Copy the result of filtering the entries below for lines that include the string "rbac".

☆ ☆ ☆ ☆ ☆ ☆ ☆

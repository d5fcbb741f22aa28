//! Authentication and authorization extractors.
//!
//! - [`auth::AuthUser`] -- the authenticated user from a JWT Bearer token.
//! - [`auth::MaybeAuthUser`] -- the same, but anonymous callers pass through.
//! - [`rbac::RequireDealer`] -- requires the `dealer` role.

pub mod auth;
pub mod rbac;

☆ ☆ ☆ ☆ ☆ ☆ ☆

* Written answer *
//! - [`rbac::RequireDealer`] -- requires the `dealer` role.
pub mod rbac;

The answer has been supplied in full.